Yesterday the New York Times published a letter to the editor from Having Kids. The letter called for starting a public dialogue about non-coercive but effective family-planning policies that protect all of the interests at stake, including children, parents, and their communities. A few days earlier, the Times published an article titled “Finding Family, Right Next Door” that raised the issue of what we mean by the word “family.” The piece tells the story of two mothers helping to raise one another’s children, living out the common expression that it takes a village to raise a child.
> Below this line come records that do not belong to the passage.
#[cfg(test)]
mod tests {
    use super::*;

    fn temp_image(name: &str) -> PathBuf {
        let dir = std::env::temp_dir().join(format!("mvm-image-test-{}", std::process::id()));
        fs::create_dir_all(&dir).unwrap();
        dir.join(name)
    }

    #[test]
    fn test_format_and_mount() {
        let store = ImageStore::new();
        let path = temp_image("fresh.img");
        store.format(&path, 64 * 1024, "SysAndApp").unwrap();

        assert_eq!(fs::metadata(&path).unwrap().len(), 64 * 1024);

        let vol = store.mount(&path, MountMode::ReadOnly).unwrap();
        let info = vol.info();
        assert_eq!(info.name, "SysAndApp");
        assert_eq!(info.blessed, ROOT_FOLDER);
        assert_eq!(vol.current_folder(), ROOT_FOLDER);
        vol.unmount().unwrap();
    }

    #[test]
    fn test_fork_contents_round_trip() {
        let store = ImageStore::new();
        let path = temp_image("forks.img");
        store.format(&path, 64 * 1024, "Test").unwrap();

        {
            let mut vol = store.mount(&path, MountMode::ReadWrite).unwrap();
            vol.create("App", FourCC::new(b"APPL"), FourCC::new(b"????"))
                .unwrap();
            vol.write_fork("App", Fork::Data, b"data fork bytes").unwrap();
            vol.write_fork("App", Fork::Rsrc, &[0u8, 1, 2, 3, 255]).unwrap();
            vol.unmount().unwrap();
        }

        let vol = store.mount(&path, MountMode::ReadOnly).unwrap();
        let info = vol.stat("App").unwrap();
        assert_eq!(info.data_len, 15);
        assert_eq!(info.rsrc_len, 5);
        assert_eq!(info.type_code, FourCC::new(b"APPL"));
        assert_eq!(vol.read_fork("App", Fork::Data).unwrap(), b"data fork bytes");
        assert_eq!(vol.read_fork("App", Fork::Rsrc).unwrap(), [0u8, 1, 2, 3, 255]);
    }

    #[test]
    fn test_read_only_mount_rejects_writes() {
        let store = ImageStore::new();
        let path = temp_image("readonly.img");
        store.format(&path, 64 * 1024, "Test").unwrap();

        let mut vol = store.mount(&path, MountMode::ReadOnly).unwrap();
        let err = vol.create("X", FourCC::new(b"TEXT"), FourCC::new(b"MPS "));
        assert!(matches!(err, Err(LaunchError::ReadOnly)));
    }

    #[test]
    fn test_folders_and_move() {
        let store = ImageStore::new();
        let path = temp_image("folders.img");
        store.format(&path, 64 * 1024, "Test").unwrap();

        let mut vol = store.mount(&path, MountMode::ReadWrite).unwrap();
        vol.create("alias", FourCC::new(b"adrp"), FourCC::new(b"MACS"))
            .unwrap();
        let folder = vol.mkdir("Startup Items").unwrap();
        vol.move_into("alias", "Startup Items").unwrap();

        // Gone from the root, present in the folder.
        assert!(vol.stat("alias").is_none());
        vol.set_current_folder(folder).unwrap();
        assert!(vol.stat("alias").is_some());
    }

    #[test]
    fn test_mount_rejects_garbage() {
        let store = ImageStore::new();
        let path = temp_image("garbage.img");
        fs::write(&path, vec![0u8; 4096]).unwrap();
        assert!(matches!(
            store.mount(&path, MountMode::ReadOnly),
            Err(LaunchError::Mount(_))
        ));
    }

    #[test]
    fn test_volume_full() {
        let store = ImageStore::new();
        let path = temp_image("full.img");
        store.format(&path, 2048, "Tiny").unwrap();

        let mut vol = store.mount(&path, MountMode::ReadWrite).unwrap();
        vol.create("big", FourCC::new(b"TEXT"), FourCC::new(b"MPS "))
            .unwrap();
        vol.write_fork("big", Fork::Data, &vec![0xAAu8; 4096]).unwrap();
        assert!(matches!(vol.unmount(), Err(LaunchError::VolumeFull)));
    }
}
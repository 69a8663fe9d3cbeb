//! Emulator and ROM staging.
//!
//! The emulator resolves its ROM and disk images relative to its own
//! binary, so the launcher stages a private copy of everything into the
//! session's working directory. Bundle layouts (`.app` directories) are
//! handled here so the pipeline itself stays platform-agnostic.

use std::fs;
use std::path::{Path, PathBuf};

use log::info;

use crate::error::{LaunchError, LaunchResult};

/// Canonical ROM file name the emulator looks for.
pub const ROM_NAME: &str = "vMac.ROM";

/// Staged name of a plain emulator binary.
const EMULATOR_NAME: &str = "minivmac";

/// Link the ROM into `work_dir` under its own name and, when that name
/// differs, under the canonical name as well. The user may have kept a
/// model-specific ROM name on purpose, so both names are provided.
pub fn stage_rom(rom: &Path, work_dir: &Path) -> LaunchResult<()> {
    let file_name = rom
        .file_name()
        .ok_or_else(|| LaunchError::Stage(format!("ROM path {} has no file name", rom.display())))?;
    link_or_copy(rom, &work_dir.join(file_name))?;
    if file_name != ROM_NAME {
        link_or_copy(rom, &work_dir.join(ROM_NAME))?;
    }
    Ok(())
}

/// Stage a private copy of the emulator into `work_dir` and return the
/// path of the executable to invoke. A plain binary is copied as-is; an
/// application bundle is copied whole and its executable resolved under
/// `Contents/MacOS`.
pub fn stage_emulator(emulator: &Path, work_dir: &Path) -> LaunchResult<PathBuf> {
    if emulator.is_dir() && emulator.extension().map_or(false, |e| e == "app") {
        let bundle = work_dir.join("minivmac.app");
        copy_dir_recursive(emulator, &bundle)?;
        return bundle_executable(&bundle);
    }

    let staged = work_dir.join(EMULATOR_NAME);
    fs::copy(emulator, &staged)?;
    #[cfg(unix)]
    {
        use std::os::unix::fs::PermissionsExt;
        let mut perms = fs::metadata(&staged)?.permissions();
        perms.set_mode(perms.mode() | 0o755);
        fs::set_permissions(&staged, perms)?;
    }
    Ok(staged)
}

/// Resolve the executable inside a copied bundle. Single-executable
/// `Contents/MacOS` layouts only; anything else is rejected rather than
/// guessed at.
fn bundle_executable(bundle: &Path) -> LaunchResult<PathBuf> {
    let macos = bundle.join("Contents").join("MacOS");
    let mut entries: Vec<PathBuf> = fs::read_dir(&macos)
        .map_err(|_| {
            LaunchError::Stage(format!("{} has no Contents/MacOS directory", bundle.display()))
        })?
        .filter_map(|e| e.ok())
        .map(|e| e.path())
        .filter(|p| p.is_file())
        .collect();
    entries.sort();

    match entries.as_slice() {
        [exe] => Ok(exe.clone()),
        [] => Err(LaunchError::Stage(format!(
            "no executable in {}",
            macos.display()
        ))),
        _ => {
            // Prefer an executable named after the bundle.
            let stem = bundle.file_stem().and_then(|s| s.to_str()).unwrap_or("");
            entries
                .iter()
                .find(|p| p.file_name().and_then(|n| n.to_str()) == Some(stem))
                .cloned()
                .ok_or_else(|| {
                    LaunchError::Stage(format!(
                        "ambiguous executables in {}",
                        macos.display()
                    ))
                })
        }
    }
}

fn copy_dir_recursive(src: &Path, dst: &Path) -> LaunchResult<()> {
    fs::create_dir_all(dst)?;
    for entry in fs::read_dir(src)? {
        let entry = entry?;
        let target = dst.join(entry.file_name());
        if entry.file_type()?.is_dir() {
            copy_dir_recursive(&entry.path(), &target)?;
        } else {
            fs::copy(entry.path(), &target)?;
        }
    }
    Ok(())
}

#[cfg(unix)]
fn link_or_copy(src: &Path, dst: &Path) -> LaunchResult<()> {
    if dst.exists() {
        return Ok(());
    }
    info!("linking {} -> {}", dst.display(), src.display());
    std::os::unix::fs::symlink(src, dst)?;
    Ok(())
}

#[cfg(not(unix))]
fn link_or_copy(src: &Path, dst: &Path) -> LaunchResult<()> {
    if dst.exists() {
        return Ok(());
    }
    info!("copying {} -> {}", src.display(), dst.display());
    fs::copy(src, dst)?;
    Ok(())
}
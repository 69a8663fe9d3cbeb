//! Resource fork codec.
//!
//! Serializes a set of typed, numbered resources into the classic
//! resource-fork binary layout: a 16-byte header, a data section of
//! length-prefixed blobs starting at offset 0x100, and a resource map
//! with a type list and per-type reference lists. Resource names are
//! not supported; every name-list offset is written as 0xFFFF.

use std::collections::BTreeMap;

use crate::error::{LaunchError, LaunchResult};
use crate::volume::FourCC;

const DATA_OFFSET: usize = 0x100;
/// Fixed distance from the start of the map to the type list.
const TYPE_LIST_OFFSET: usize = 28;

/// An in-memory resource fork: `(type, id) -> raw bytes`.
#[derive(Debug, Clone, Default, PartialEq, Eq)]
pub struct ResourceFork {
    resources: BTreeMap<(FourCC, i16), Vec<u8>>,
}

impl ResourceFork {
    pub fn new() -> Self {
        Self::default()
    }

    /// Add or replace a resource.
    pub fn add(&mut self, kind: FourCC, id: i16, data: Vec<u8>) {
        self.resources.insert((kind, id), data);
    }

    pub fn get(&self, kind: FourCC, id: i16) -> Option<&[u8]> {
        self.resources.get(&(kind, id)).map(|v| v.as_slice())
    }

    pub fn is_empty(&self) -> bool {
        self.resources.is_empty()
    }

    /// Decode a resource fork. An empty byte stream decodes to an empty
    /// fork; anything else must carry a well-formed header and map.
    pub fn parse(bytes: &[u8]) -> LaunchResult<Self> {
        if bytes.is_empty() {
            return Ok(Self::new());
        }

        let u32_at = |off: usize| -> LaunchResult<u32> {
            let s = bytes
                .get(off..off + 4)
                .ok_or_else(|| LaunchError::ResourceFork(format!("truncated at {}", off)))?;
            Ok(u32::from_be_bytes([s[0], s[1], s[2], s[3]]))
        };
        let u16_at = |off: usize| -> LaunchResult<u16> {
            let s = bytes
                .get(off..off + 2)
                .ok_or_else(|| LaunchError::ResourceFork(format!("truncated at {}", off)))?;
            Ok(u16::from_be_bytes([s[0], s[1]]))
        };

        let data_off = u32_at(0)? as usize;
        let map_off = u32_at(4)? as usize;
        let data_len = u32_at(8)? as usize;
        if data_off + data_len > bytes.len() || map_off >= bytes.len() {
            return Err(LaunchError::ResourceFork(
                "header offsets out of bounds".into(),
            ));
        }

        let type_list = map_off + u16_at(map_off + 24)? as usize;
        let n_types = u16_at(type_list)?.wrapping_add(1) as usize;

        let mut fork = Self::new();
        for t in 0..n_types {
            let entry = type_list + 2 + t * 8;
            let kind_bytes = bytes
                .get(entry..entry + 4)
                .ok_or_else(|| LaunchError::ResourceFork("type list truncated".into()))?;
            let kind = FourCC([kind_bytes[0], kind_bytes[1], kind_bytes[2], kind_bytes[3]]);
            let count = u16_at(entry + 4)?.wrapping_add(1) as usize;
            let ref_list = type_list + u16_at(entry + 6)? as usize;

            for r in 0..count {
                let re = ref_list + r * 12;
                let id = u16_at(re)? as i16;
                // Byte 4 is the attribute byte; the following three bytes
                // are the offset of the length word in the data section.
                let attr_and_off = u32_at(re + 4)?;
                let res_off = data_off + (attr_and_off & 0x00FF_FFFF) as usize;
                let res_len = u32_at(res_off)? as usize;
                let data = bytes
                    .get(res_off + 4..res_off + 4 + res_len)
                    .ok_or_else(|| {
                        LaunchError::ResourceFork(format!("resource {} #{} truncated", kind, id))
                    })?;
                fork.add(kind, id, data.to_vec());
            }
        }
        Ok(fork)
    }

    /// Encode to the on-disk layout. Deterministic: resources are laid
    /// out in (type, id) order.
    pub fn encode(&self) -> Vec<u8> {
        // Data section, remembering each resource's offset.
        let mut data = Vec::new();
        let mut offsets: BTreeMap<(FourCC, i16), u32> = BTreeMap::new();
        for (key, bytes) in &self.resources {
            offsets.insert(*key, data.len() as u32);
            data.extend_from_slice(&(bytes.len() as u32).to_be_bytes());
            data.extend_from_slice(bytes);
        }

        // Types in order, with per-type resource counts.
        let mut types: Vec<(FourCC, Vec<i16>)> = Vec::new();
        for (kind, id) in self.resources.keys() {
            match types.last_mut() {
                Some((k, ids)) if k == kind => ids.push(*id),
                _ => types.push((*kind, vec![*id])),
            }
        }

        // Reference lists start right after the type list, measured from
        // the type list's first byte.
        let type_list_len = 2 + types.len() * 8;
        let ref_list_base = type_list_len;
        let n_refs: usize = types.iter().map(|(_, ids)| ids.len()).sum();
        let map_len = TYPE_LIST_OFFSET + type_list_len + n_refs * 12;
        let map_off = DATA_OFFSET + data.len();

        let mut out = vec![0u8; DATA_OFFSET];
        out[0..4].copy_from_slice(&(DATA_OFFSET as u32).to_be_bytes());
        out[4..8].copy_from_slice(&(map_off as u32).to_be_bytes());
        out[8..12].copy_from_slice(&(data.len() as u32).to_be_bytes());
        out[12..16].copy_from_slice(&(map_len as u32).to_be_bytes());
        out.extend_from_slice(&data);

        // Resource map: header copy, handle/refnum/attrs, list offsets.
        let map_start = out.len();
        let mut header_copy = [0u8; 16];
        header_copy.copy_from_slice(&out[0..16]);
        out.extend_from_slice(&header_copy);
        out.extend_from_slice(&[0u8; 8]); // next handle + file ref + attributes
        out.extend_from_slice(&(TYPE_LIST_OFFSET as u16).to_be_bytes());
        out.extend_from_slice(&(map_len as u16).to_be_bytes()); // no name list

        out.extend_from_slice(&((types.len() as u16).wrapping_sub(1)).to_be_bytes());
        let mut next_ref = ref_list_base;
        for (kind, ids) in &types {
            out.extend_from_slice(kind.as_bytes());
            out.extend_from_slice(&((ids.len() as u16).wrapping_sub(1)).to_be_bytes());
            out.extend_from_slice(&(next_ref as u16).to_be_bytes());
            next_ref += ids.len() * 12;
        }
        for (kind, ids) in &types {
            for id in ids {
                out.extend_from_slice(&(*id as u16).to_be_bytes());
                out.extend_from_slice(&0xFFFFu16.to_be_bytes()); // no name
                let off = offsets[&(*kind, *id)];
                out.extend_from_slice(&(off & 0x00FF_FFFF).to_be_bytes()); // attrs 0 + u24 offset
                out.extend_from_slice(&0u32.to_be_bytes()); // handle
            }
        }
        debug_assert_eq!(out.len() - map_start, map_len);
        out
    }
}

#[cfg(test)]
mod tests {
    use super::*;

    #[test]
    fn test_round_trip() {
        let mut fork = ResourceFork::new();
        fork.add(FourCC::new(b"vers"), 1, vec![0x07, 0x00, 0x80, 0x00]);
        fork.add(FourCC::new(b"vers"), 2, vec![0x06, 0x08]);
        fork.add(FourCC::new(b"alis"), 0, vec![0u8; 150]);

        let encoded = fork.encode();
        let decoded = ResourceFork::parse(&encoded).unwrap();
        assert_eq!(decoded, fork);
        assert_eq!(
            decoded.get(FourCC::new(b"vers"), 1),
            Some(&[0x07, 0x00, 0x80, 0x00][..])
        );
    }

    #[test]
    fn test_encode_is_deterministic() {
        let mut a = ResourceFork::new();
        a.add(FourCC::new(b"vers"), 1, vec![1, 2]);
        a.add(FourCC::new(b"alis"), 0, vec![3, 4, 5]);

        let mut b = ResourceFork::new();
        b.add(FourCC::new(b"alis"), 0, vec![3, 4, 5]);
        b.add(FourCC::new(b"vers"), 1, vec![1, 2]);

        assert_eq!(a.encode(), b.encode());
    }

    #[test]
    fn test_empty_stream_decodes_empty() {
        let fork = ResourceFork::parse(&[]).unwrap();
        assert!(fork.is_empty());
    }

    #[test]
    fn test_truncated_fork_rejected() {
        let mut fork = ResourceFork::new();
        fork.add(FourCC::new(b"vers"), 1, vec![6, 8]);
        let mut encoded = fork.encode();
        encoded.truncate(encoded.len() - 10);
        assert!(ResourceFork::parse(&encoded).is_err());
    }

    #[test]
    fn test_header_layout() {
        let mut fork = ResourceFork::new();
        fork.add(FourCC::new(b"vers"), 1, vec![6, 8]);
        let encoded = fork.encode();

        // Data section at 0x100 holding one length-prefixed resource.
        assert_eq!(&encoded[0..4], &0x100u32.to_be_bytes());
        assert_eq!(&encoded[0x100..0x104], &2u32.to_be_bytes());
        assert_eq!(&encoded[0x104..0x106], &[6, 8]);
    }
}
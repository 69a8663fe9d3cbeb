//! Boot block parsing and patching.
//!
//! The first 1024 bytes of a bootable volume carry the startup metadata:
//! a two-byte signature, the system file's name, and a set of fixed
//! Pascal-string slots naming the shell and the startup application.
//! Every field is read and written at an explicit byte offset; nothing
//! here depends on in-memory struct layout.

use std::fs::OpenOptions;
use std::io::{Seek, SeekFrom, Write};
use std::path::Path;

use crate::error::{LaunchError, LaunchResult};

/// Boot block length in bytes.
pub const BOOT_BLOCK_LEN: usize = 1024;

/// Boot block signature, `LK`.
const SIGNATURE: [u8; 2] = [b'L', b'K'];

/// Offset of the system file name (length byte, then up to 15 bytes).
const SYSTEM_NAME_OFFSET: usize = 0x0A;
/// Offset of the shell (Finder) name slot.
const SHELL_NAME_OFFSET: usize = 0x1A;
/// Offset of the startup application name slot.
const STARTUP_APP_OFFSET: usize = 0x5A;
/// All three name slots hold a Pascal string of at most 15 bytes.
const NAME_SLOT_MAX: usize = 15;

/// A boot block held in memory.
#[derive(Debug, Clone, PartialEq, Eq)]
pub struct BootBlock {
    bytes: [u8; BOOT_BLOCK_LEN],
}

impl BootBlock {
    /// An empty boot block carrying only the signature. Useful when
    /// constructing donor images.
    pub fn new() -> Self {
        let mut bytes = [0u8; BOOT_BLOCK_LEN];
        bytes[0..2].copy_from_slice(&SIGNATURE);
        Self { bytes }
    }

    /// Validate and take ownership of the first 1024 bytes of `image`.
    /// Rejects a missing signature or an over-long system file name, the
    /// two invariants a bootable donor must satisfy.
    pub fn parse(image: &[u8], origin: &Path) -> LaunchResult<Self> {
        if image.len() < BOOT_BLOCK_LEN {
            return Err(LaunchError::NotBootable(origin.to_path_buf()));
        }
        if image[0..2] != SIGNATURE || image[SYSTEM_NAME_OFFSET] as usize > NAME_SLOT_MAX {
            return Err(LaunchError::NotBootable(origin.to_path_buf()));
        }
        let mut bytes = [0u8; BOOT_BLOCK_LEN];
        bytes.copy_from_slice(&image[..BOOT_BLOCK_LEN]);
        Ok(Self { bytes })
    }

    /// The system file name from its Pascal-string slot.
    pub fn system_file_name(&self) -> String {
        self.read_slot(SYSTEM_NAME_OFFSET)
    }

    pub fn set_system_file_name(&mut self, name: &str) -> LaunchResult<()> {
        self.write_slot(SYSTEM_NAME_OFFSET, "system file name", name)
    }

    /// The shell name from its slot.
    pub fn shell_name(&self) -> String {
        self.read_slot(SHELL_NAME_OFFSET)
    }

    /// Patch the shell slot; the legacy strategy points it at the
    /// auto-quit utility so it boots in place of the desktop shell.
    pub fn set_shell_name(&mut self, name: &str) -> LaunchResult<()> {
        self.write_slot(SHELL_NAME_OFFSET, "shell name", name)
    }

    /// The startup application name from its slot.
    pub fn startup_app_name(&self) -> String {
        self.read_slot(STARTUP_APP_OFFSET)
    }

    pub fn set_startup_app_name(&mut self, name: &str) -> LaunchResult<()> {
        self.write_slot(STARTUP_APP_OFFSET, "startup application name", name)
    }

    pub fn as_bytes(&self) -> &[u8; BOOT_BLOCK_LEN] {
        &self.bytes
    }

    fn read_slot(&self, offset: usize) -> String {
        let len = (self.bytes[offset] as usize).min(NAME_SLOT_MAX);
        String::from_utf8_lossy(&self.bytes[offset + 1..offset + 1 + len]).into_owned()
    }

    fn write_slot(&mut self, offset: usize, what: &'static str, name: &str) -> LaunchResult<()> {
        let raw = name.as_bytes();
        if raw.len() > NAME_SLOT_MAX {
            return Err(LaunchError::NameTooLong {
                what,
                len: raw.len(),
                max: NAME_SLOT_MAX,
            });
        }
        self.bytes[offset] = raw.len() as u8;
        self.bytes[offset + 1..offset + 1 + NAME_SLOT_MAX].fill(0);
        self.bytes[offset + 1..offset + 1 + raw.len()].copy_from_slice(raw);
        Ok(())
    }
}

impl Default for BootBlock {
    fn default() -> Self {
        Self::new()
    }
}

/// Commit a boot block as the first 1024 bytes of an image file.
pub fn write_boot_block(path: &Path, block: &BootBlock) -> LaunchResult<()> {
    let mut file = OpenOptions::new().write(true).open(path)?;
    file.seek(SeekFrom::Start(0))?;
    file.write_all(block.as_bytes())?;
    file.flush()?;
    Ok(())
}

#[cfg(test)]
mod tests {
    use super::*;
    use std::path::PathBuf;

    fn origin() -> PathBuf {
        PathBuf::from("donor.img")
    }

    #[test]
    fn test_parse_valid() {
        let mut bb = BootBlock::new();
        bb.set_system_file_name("System").unwrap();
        let parsed = BootBlock::parse(bb.as_bytes(), &origin()).unwrap();
        assert_eq!(parsed.system_file_name(), "System");
    }

    #[test]
    fn test_bad_signature_rejected() {
        let image = [0u8; BOOT_BLOCK_LEN];
        assert!(matches!(
            BootBlock::parse(&image, &origin()),
            Err(LaunchError::NotBootable(_))
        ));
    }

    #[test]
    fn test_overlong_name_length_rejected() {
        let mut bb = BootBlock::new();
        bb.bytes[SYSTEM_NAME_OFFSET] = 16;
        assert!(matches!(
            BootBlock::parse(bb.as_bytes(), &origin()),
            Err(LaunchError::NotBootable(_))
        ));
    }

    #[test]
    fn test_short_buffer_rejected() {
        assert!(BootBlock::parse(&[b'L', b'K', 0, 0], &origin()).is_err());
    }

    #[test]
    fn test_patch_slots() {
        let mut bb = BootBlock::new();
        bb.set_shell_name("AutoQuit").unwrap();
        bb.set_startup_app_name("App").unwrap();

        assert_eq!(bb.as_bytes()[SHELL_NAME_OFFSET], 8);
        assert_eq!(&bb.as_bytes()[SHELL_NAME_OFFSET + 1..SHELL_NAME_OFFSET + 9], b"AutoQuit");
        assert_eq!(bb.as_bytes()[STARTUP_APP_OFFSET], 3);
        assert_eq!(&bb.as_bytes()[STARTUP_APP_OFFSET + 1..STARTUP_APP_OFFSET + 4], b"App");
        assert_eq!(bb.shell_name(), "AutoQuit");
        assert_eq!(bb.startup_app_name(), "App");
    }

    #[test]
    fn test_slot_bounds_checked() {
        let mut bb = BootBlock::new();
        let err = bb.set_shell_name("a name past fifteen bytes");
        assert!(matches!(err, Err(LaunchError::NameTooLong { max: 15, .. })));
    }
}
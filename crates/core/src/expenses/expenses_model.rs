//! Expense domain models.

use chrono::{NaiveDate, NaiveDateTime};
use rust_decimal::Decimal;
use serde::{Deserialize, Serialize};

use crate::errors::Result;
use crate::utils::validation::{require_non_empty, require_non_negative};

#[derive(Debug, Clone, Serialize, Deserialize, PartialEq)]
#[serde(rename_all = "camelCase")]
pub struct Expense {
    pub id: String,
    pub user_id: String,
    pub spent_on: NaiveDate,
    pub amount: Decimal,
    /// Equipment, feed, treatment, ...
    pub category: String,
    pub vendor: Option<String>,
    pub description: Option<String>,
    pub created_at: NaiveDateTime,
    pub updated_at: NaiveDateTime,
}

#[derive(Debug, Clone, Serialize, Deserialize)]
#[serde(rename_all = "camelCase")]
pub struct NewExpense {
    pub spent_on: NaiveDate,
    pub amount: Decimal,
    pub category: String,
    pub vendor: Option<String>,
    pub description: Option<String>,
}

impl NewExpense {
    pub fn validate(&self) -> Result<()> {
        require_non_negative("amount", self.amount)?;
        require_non_empty("category", &self.category)
    }
}
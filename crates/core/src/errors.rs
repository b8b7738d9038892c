//! Error types shared by every Hivebook crate.
//!
//! Nothing here knows about Diesel or SQLite. The storage crate converts its
//! own errors into [`DatabaseError`] before they reach a service.

use chrono::ParseError as ChronoParseError;
use thiserror::Error;

use crate::dashboard::AggregationError;

pub type Result<T> = std::result::Result<T, Error>;

#[derive(Error, Debug)]
pub enum Error {
    #[error("Database operation failed: {0}")]
    Database(#[from] DatabaseError),

    #[error("Input validation failed: {0}")]
    Validation(#[from] ValidationError),

    #[error("{entity} '{id}' not found")]
    NotFound { entity: &'static str, id: String },

    #[error("Aggregation failed: {0}")]
    Aggregation(#[from] AggregationError),

    /// A multi-step write failed part way and left work undone.
    #[error("Multi-step write failed: {0}")]
    Saga(String),

    #[error("Unexpected error: {0}")]
    Unexpected(String),
}

impl Error {
    pub fn not_found(entity: &'static str, id: impl Into<String>) -> Self {
        Error::NotFound {
            entity,
            id: id.into(),
        }
    }

    pub fn invalid(message: impl Into<String>) -> Self {
        Error::Validation(ValidationError::InvalidInput(message.into()))
    }

    /// True when the requested row does not exist for this user.
    pub fn is_not_found(&self) -> bool {
        matches!(
            self,
            Error::NotFound { .. } | Error::Database(DatabaseError::NotFound(_))
        )
    }
}

/// Storage failures, carried as messages.
#[derive(Error, Debug)]
pub enum DatabaseError {
    #[error("Failed to connect to database: {0}")]
    ConnectionFailed(String),

    #[error("Failed to create database pool: {0}")]
    PoolCreationFailed(String),

    #[error("Database query failed: {0}")]
    QueryFailed(String),

    #[error("Record not found: {0}")]
    NotFound(String),

    #[error("Unique constraint violation: {0}")]
    UniqueViolation(String),

    #[error("Foreign key violation: {0}")]
    ForeignKeyViolation(String),

    #[error("Database migration failed: {0}")]
    MigrationFailed(String),

    #[error("Internal database error: {0}")]
    Internal(String),
}

#[derive(Error, Debug)]
pub enum ValidationError {
    #[error("Invalid input: {0}")]
    InvalidInput(String),

    #[error("Required field '{0}' is missing")]
    MissingField(String),

    #[error("Field '{field}' must not be negative")]
    NegativeAmount { field: String },

    #[error("Failed to parse decimal number: {0}")]
    DecimalParse(#[from] rust_decimal::Error),

    #[error("Failed to parse date: {0}")]
    DateParse(#[from] ChronoParseError),
}

impl From<rust_decimal::Error> for Error {
    fn from(err: rust_decimal::Error) -> Self {
        Error::Validation(ValidationError::DecimalParse(err))
    }
}

impl From<ChronoParseError> for Error {
    fn from(err: ChronoParseError) -> Self {
        Error::Validation(ValidationError::DateParse(err))
    }
}

#[cfg(test)]
mod tests {
    use super::*;

    #[test]
    fn test_not_found_covers_both_shapes() {
        assert!(Error::not_found("Hive", "h-1").is_not_found());
        assert!(Error::Database(DatabaseError::NotFound("gone".to_string())).is_not_found());
        assert!(!Error::invalid("bad").is_not_found());
    }

    #[test]
    fn test_messages() {
        assert_eq!(
            Error::not_found("Invoice", "inv-9").to_string(),
            "Invoice 'inv-9' not found"
        );
        let err: Error = "2024-13-01"
            .parse::<chrono::NaiveDate>()
            .unwrap_err()
            .into();
        assert!(matches!(err, Error::Validation(ValidationError::DateParse(_))));
    }
}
Geography brought us together when we were both young mothers. We spent days, weeks, months, years eating meals together, celebrating birthdays, helping raise each other’s children. We made enough chicken nuggets and pasta for all of the kids, and delicious meatballs and jerk chicken for us. We swept up leaves and drank wine, and borrowed Benadryl and ketchup. We took vacations together and grocery shopped for each other and put Band-Aids on whichever little daredevil had fallen off his or her skateboard. We welcomed the other’s kids if one of us had to work, or had to take care of an aging parent, and during those times the kids never felt like guests, they felt like they were home. Being there, actually being there in physical proximity to each other meant something, something significant.
. . .
As young mothers, each with two kids, we both knew that our traditional support networks were vital, if not indispensable — spouses, helpful grandparents, lifelong girlfriends. And these mattered, of course. But husbands weren’t always available, grandparents became sick or lived too far away, and lifelong girlfriends, well, they had their own lives with their own families. So luckily, we found our lifelines in our next-door family.
How does this story—which really tells the story of breaking down the archaic vision and norm of families isolated in their private homes holding fast against the world—relate to the Having Kids model? The model takes it one step back from families raising their children together to families planning their children together, cooperating to ensure their children enter the world in the best conditions possible.
If it takes it takes a village to raise a child, it will take a village to plan for one.